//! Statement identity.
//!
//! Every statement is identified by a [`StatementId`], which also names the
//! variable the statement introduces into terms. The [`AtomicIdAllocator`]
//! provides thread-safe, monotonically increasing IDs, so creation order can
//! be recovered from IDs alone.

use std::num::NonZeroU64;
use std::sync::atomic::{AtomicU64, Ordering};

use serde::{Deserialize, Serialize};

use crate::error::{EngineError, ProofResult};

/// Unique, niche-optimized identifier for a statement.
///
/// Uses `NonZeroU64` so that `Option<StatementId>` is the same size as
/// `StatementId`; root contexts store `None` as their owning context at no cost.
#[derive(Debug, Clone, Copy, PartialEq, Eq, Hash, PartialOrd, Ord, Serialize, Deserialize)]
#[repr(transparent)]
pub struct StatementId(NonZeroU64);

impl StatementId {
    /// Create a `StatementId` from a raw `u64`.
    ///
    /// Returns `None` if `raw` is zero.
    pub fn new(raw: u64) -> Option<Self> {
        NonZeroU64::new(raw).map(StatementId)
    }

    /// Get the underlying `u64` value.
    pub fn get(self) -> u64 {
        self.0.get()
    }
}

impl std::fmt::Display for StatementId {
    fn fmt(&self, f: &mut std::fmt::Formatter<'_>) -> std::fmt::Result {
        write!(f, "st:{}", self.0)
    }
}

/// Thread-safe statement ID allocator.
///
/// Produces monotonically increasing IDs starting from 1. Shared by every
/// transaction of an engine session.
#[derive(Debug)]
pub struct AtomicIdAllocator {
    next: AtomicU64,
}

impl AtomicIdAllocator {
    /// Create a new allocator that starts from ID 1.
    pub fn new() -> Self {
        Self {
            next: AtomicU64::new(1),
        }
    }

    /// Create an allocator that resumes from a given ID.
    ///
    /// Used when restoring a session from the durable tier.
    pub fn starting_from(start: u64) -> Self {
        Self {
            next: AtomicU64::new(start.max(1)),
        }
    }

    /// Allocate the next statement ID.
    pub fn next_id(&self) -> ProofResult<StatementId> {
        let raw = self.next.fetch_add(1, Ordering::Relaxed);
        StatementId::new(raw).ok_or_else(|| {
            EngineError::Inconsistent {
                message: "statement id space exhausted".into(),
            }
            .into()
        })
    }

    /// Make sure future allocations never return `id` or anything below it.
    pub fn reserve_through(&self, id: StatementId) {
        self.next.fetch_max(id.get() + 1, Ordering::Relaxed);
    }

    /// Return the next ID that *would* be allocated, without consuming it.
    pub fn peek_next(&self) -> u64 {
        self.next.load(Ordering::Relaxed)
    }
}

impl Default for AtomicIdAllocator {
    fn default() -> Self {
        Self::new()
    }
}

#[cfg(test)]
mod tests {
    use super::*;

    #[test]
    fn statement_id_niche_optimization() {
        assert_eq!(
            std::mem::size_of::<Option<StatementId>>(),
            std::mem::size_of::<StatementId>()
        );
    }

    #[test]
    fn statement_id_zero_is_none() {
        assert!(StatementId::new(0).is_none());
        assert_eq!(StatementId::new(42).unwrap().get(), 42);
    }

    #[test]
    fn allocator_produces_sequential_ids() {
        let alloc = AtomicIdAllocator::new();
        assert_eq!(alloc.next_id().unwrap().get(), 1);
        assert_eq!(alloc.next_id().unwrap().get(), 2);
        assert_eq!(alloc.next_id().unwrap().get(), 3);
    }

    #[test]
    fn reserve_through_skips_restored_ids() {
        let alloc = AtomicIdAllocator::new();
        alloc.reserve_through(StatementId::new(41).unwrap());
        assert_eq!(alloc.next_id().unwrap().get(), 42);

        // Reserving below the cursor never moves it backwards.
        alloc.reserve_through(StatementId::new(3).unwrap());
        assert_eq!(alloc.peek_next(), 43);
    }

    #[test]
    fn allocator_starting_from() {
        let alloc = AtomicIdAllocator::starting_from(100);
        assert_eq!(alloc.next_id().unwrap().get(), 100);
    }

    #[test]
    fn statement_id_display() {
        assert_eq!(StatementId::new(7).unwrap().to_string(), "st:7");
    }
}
+===+
Please copy each line of the entries in which the word "that" shows up.

*Task answer:*
/// Uses `NonZeroU64` so that `Option<StatementId>` is the same size as
    /// Create a new allocator that starts from ID 1.
    /// Create an allocator that resumes from a given ID.
    /// Return the next ID that *would* be allocated, without consuming it.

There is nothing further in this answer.